Le chiffre attendu est sorti en pleine crise du Coronavirus : le budget consacré à la recherche serait augmenté de 5 milliards d’€ à 10 ans, de 25 à 30 milliards d’€. Quels que soient les aléas budgétaires, l’histoire montre des évolutions significatives à l’image des dernières lois de programmation de la recherche en 1982 et 2006. L’enjeu pour 2020 est de savoir si la crise du COVID-19 fera, enfin, de la recherche un enjeu pour la société française dans toutes ses composantes. Et qui ne se limite pas à la santé lorsque l’on mesure les tensions sociales et économiques à venir.
Rappelons le contexte de cette LPPR : à l’issue de ses travaux, le groupe de travail sur la LPPR formulait des « demandes financières » à hauteur d’une fourchette comprise entre 2 010 et 3 620 M€ par an, répartie en 2 catégories : des crédits budgétaires entre 1 090 M€ et 2 540 M€ ; des crédits PIA 4 entre 920 M€ et 1080 M€.
De son côté, la CPU chiffrait le besoin à 1 milliard d’€ pendant 5 ans pour atteindre 1% du PIB consacré à la recherche publique. Quant aux syndicats et diverses instances élues, ou non, les chiffrages se rejoignaient autour de ce milliard par an.
Dans une grande confusion (qui en a plongé plus d’un dans l’expectative sur le sens des annonces), le MESRI a donc annoncé 5 milliards de plus sur 10 ans, ce qui signifie en réalité que pour accroître le budget de 5 Md€, il faut réinjecter plus de 25 Md€ en cumulé.

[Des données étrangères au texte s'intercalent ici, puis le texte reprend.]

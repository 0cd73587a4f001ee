//! Saboteur Map: groups expenses by spending category so the user can see
//! what delays their dream the most.

use chrono::{Datelike, NaiveDate};
use serde::{Deserialize, Serialize};
use xpvision_core::{SpendCategory, Transaction};

use crate::category_rules::resolve_category;

/// Aggregated spend for one category
#[derive(Debug, Clone, PartialEq, Serialize, Deserialize)]
pub struct CategorySummary {
    pub category: SpendCategory,
    /// Sum of absolute amounts
    pub total: f64,
    pub count: usize,
    /// Sum of absolute impact days
    pub days_lost: i64,
}

/// Expense summaries, sorted by total descending. Ties keep the order in
/// which categories were first seen.
#[derive(Debug, Clone, Default, Serialize)]
pub struct SaboteurMap {
    pub categories: Vec<CategorySummary>,
    #[serde(skip)]
    expenses: Vec<Transaction>,
}

impl SaboteurMap {
    /// Build the map from tagged transactions. Income is ignored.
    pub fn build(txns: &[Transaction]) -> Self {
        let expenses: Vec<Transaction> = txns.iter().filter(|t| t.is_expense()).cloned().collect();

        let mut categories: Vec<CategorySummary> = Vec::new();
        for t in &expenses {
            let category = resolve_category(&t.description, &t.category, t.emotion_tag, t.is_bet);
            let idx = match categories.iter().position(|c| c.category == category) {
                Some(i) => i,
                None => {
                    categories.push(CategorySummary {
                        category,
                        total: 0.0,
                        count: 0,
                        days_lost: 0,
                    });
                    categories.len() - 1
                }
            };
            let entry = &mut categories[idx];
            entry.total += t.abs_amount();
            entry.count += 1;
            entry.days_lost += t.impact_days.abs();
        }

        // stable: equal totals stay in first-seen order
        categories.sort_by(|a, b| b.total.total_cmp(&a.total));

        log::debug!(
            "saboteur map: {} expenses in {} categories",
            expenses.len(),
            categories.len()
        );

        Self { categories, expenses }
    }

    /// The category with the largest spend
    pub fn most_critical(&self) -> Option<&CategorySummary> {
        self.categories.first()
    }

    pub fn get(&self, category: SpendCategory) -> Option<&CategorySummary> {
        self.categories.iter().find(|c| c.category == category)
    }

    /// Spend since the first day of `today`'s month
    pub fn month_total(&self, today: NaiveDate) -> f64 {
        self.this_month(today).map(Transaction::abs_amount).sum()
    }

    /// Days lost since the first day of `today`'s month
    pub fn month_days_lost(&self, today: NaiveDate) -> i64 {
        self.this_month(today).map(|t| t.impact_days.abs()).sum()
    }

    fn this_month(&self, today: NaiveDate) -> impl Iterator<Item = &Transaction> {
        let start = month_start(today);
        self.expenses.iter().filter(move |t| t.date >= start)
    }
}

/// First day of the month containing `day`
pub fn month_start(day: NaiveDate) -> NaiveDate {
    day.with_day(1).unwrap_or(day)
}

#[cfg(test)]
mod tests {
    use super::*;
    use xpvision_core::EmotionTag;

    fn txn(day: u32, amount: f64, category: &str, description: &str, impact: i64) -> Transaction {
        let date = NaiveDate::from_ymd_opt(2026, 3, day).unwrap();
        let mut t = Transaction::new(format!("t{day}"), date, amount, category, description);
        t.impact_days = impact;
        t
    }

    #[test]
    fn test_groups_and_sorts_by_total() {
        let mut bet = txn(2, -200.0, "Lazer", "Blaze", -20);
        bet.is_bet = true;
        let txns = vec![
            txn(1, -45.0, "Delivery - iFood", "Almoço", -5),
            txn(3, -35.0, "iFood", "Jantar", -4),
            bet,
            txn(4, -25.0, "Transporte", "Uber", -3),
        ];

        let map = SaboteurMap::build(&txns);
        assert_eq!(map.categories.len(), 3);
        assert_eq!(map.most_critical().unwrap().category, SpendCategory::Bets);

        let delivery = map.get(SpendCategory::Delivery).unwrap();
        assert_eq!(delivery.total, 80.0);
        assert_eq!(delivery.count, 2);
        assert_eq!(delivery.days_lost, 9);

        for w in map.categories.windows(2) {
            assert!(w[0].total >= w[1].total, "summaries not sorted by total");
        }
    }

    #[test]
    fn test_tied_totals_keep_first_seen_order() {
        let txns = vec![
            txn(1, -50.0, "Transporte", "Uber", -5),
            txn(2, -50.0, "Delivery", "iFood", -5),
            txn(3, -50.0, "Assinatura", "Spotify", -5),
            txn(4, -50.0, "Outros", "Café", -5),
        ];
        let expected = [
            SpendCategory::Transport,
            SpendCategory::Delivery,
            SpendCategory::Subscriptions,
            SpendCategory::Other,
        ];

        for _ in 0..50 {
            let map = SaboteurMap::build(&txns);
            assert_eq!(map.most_critical().unwrap().category, SpendCategory::Transport);
            let order: Vec<_> = map.categories.iter().map(|c| c.category).collect();
            assert_eq!(order, expected);
        }
    }

    #[test]
    fn test_income_is_ignored() {
        let txns = vec![txn(1, 1000.0, "Salário", "Pagamento", 100), txn(2, -10.0, "Outros", "Café", -1)];
        let map = SaboteurMap::build(&txns);
        assert_eq!(map.categories.len(), 1);
        assert_eq!(map.categories[0].category, SpendCategory::Other);
        assert_eq!(map.categories[0].total, 10.0);
    }

    #[test]
    fn test_impulsive_bucket() {
        let t = txn(5, -150.0, "Compras", "Camiseta", -15).with_emotion(EmotionTag::Impulsive);
        let map = SaboteurMap::build(&[t]);
        assert_eq!(map.most_critical().unwrap().category, SpendCategory::ImpulsePurchases);
    }

    #[test]
    fn test_month_totals_skip_older_expenses() {
        let old = {
            let mut t = txn(1, -500.0, "Outros", "Geladeira", -50);
            t.date = NaiveDate::from_ymd_opt(2026, 2, 27).unwrap();
            t
        };
        let txns = vec![old, txn(1, -30.0, "Outros", "Farmácia", -3), txn(15, -20.0, "Uber", "Corrida", -2)];
        let map = SaboteurMap::build(&txns);
        let today = NaiveDate::from_ymd_opt(2026, 3, 20).unwrap();

        assert_eq!(map.month_total(today), 50.0);
        assert_eq!(map.month_days_lost(today), 5);
    }

    #[test]
    fn test_json_output_is_categories_only() {
        let map = SaboteurMap::build(&[txn(2, -30.0, "Uber", "Corrida", -3)]);
        let v = serde_json::to_value(&map).unwrap();
        let keys: Vec<_> = v.as_object().unwrap().keys().cloned().collect();
        assert_eq!(keys, ["categories"]);
        assert_eq!(v["categories"][0]["total"], 30.0);
    }

    #[test]
    fn test_empty_map() {
        let map = SaboteurMap::build(&[]);
        assert!(map.most_critical().is_none());
        assert_eq!(map.month_total(NaiveDate::from_ymd_opt(2026, 3, 1).unwrap()), 0.0);
    }
}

Cela commencera par une augmentation de 400 M€ par an entre 2021 et 2023, puis de 500 M€ par an de 2025 à 2027, pour finir à 600 M€ de plus par an entre 2028 et 2030. L’engagement est pris de + 400 M€ dès 2021, sans attendre le vote de la loi de programmation, et de nombreuses mesures seront prises sans passer par cette dernière.
La seule mesure objective
Passons en revue quelques questions financières soulevées par cette annonce. Rappelons d’abord que le propre d’une loi de programmation, c’est qu’elle est vouée à ne pas être respectée, surtout lorsque l’horizon est à 10 ans, au-delà du mandat du président de la République donc… Les précédentes lois de programmation, sur 5 ans maximum, ne l’ont jamais été (Voir infra).
Un petit retour sur les lois de programmation de la recherche de 1982 et 2006 montre cependant que, même si les promesses de moyens financiers sur la durée ne sont pas tenues, de réels changements sont opérés, quoique l’on en pense. En quelque sorte un signal pas seulement financier.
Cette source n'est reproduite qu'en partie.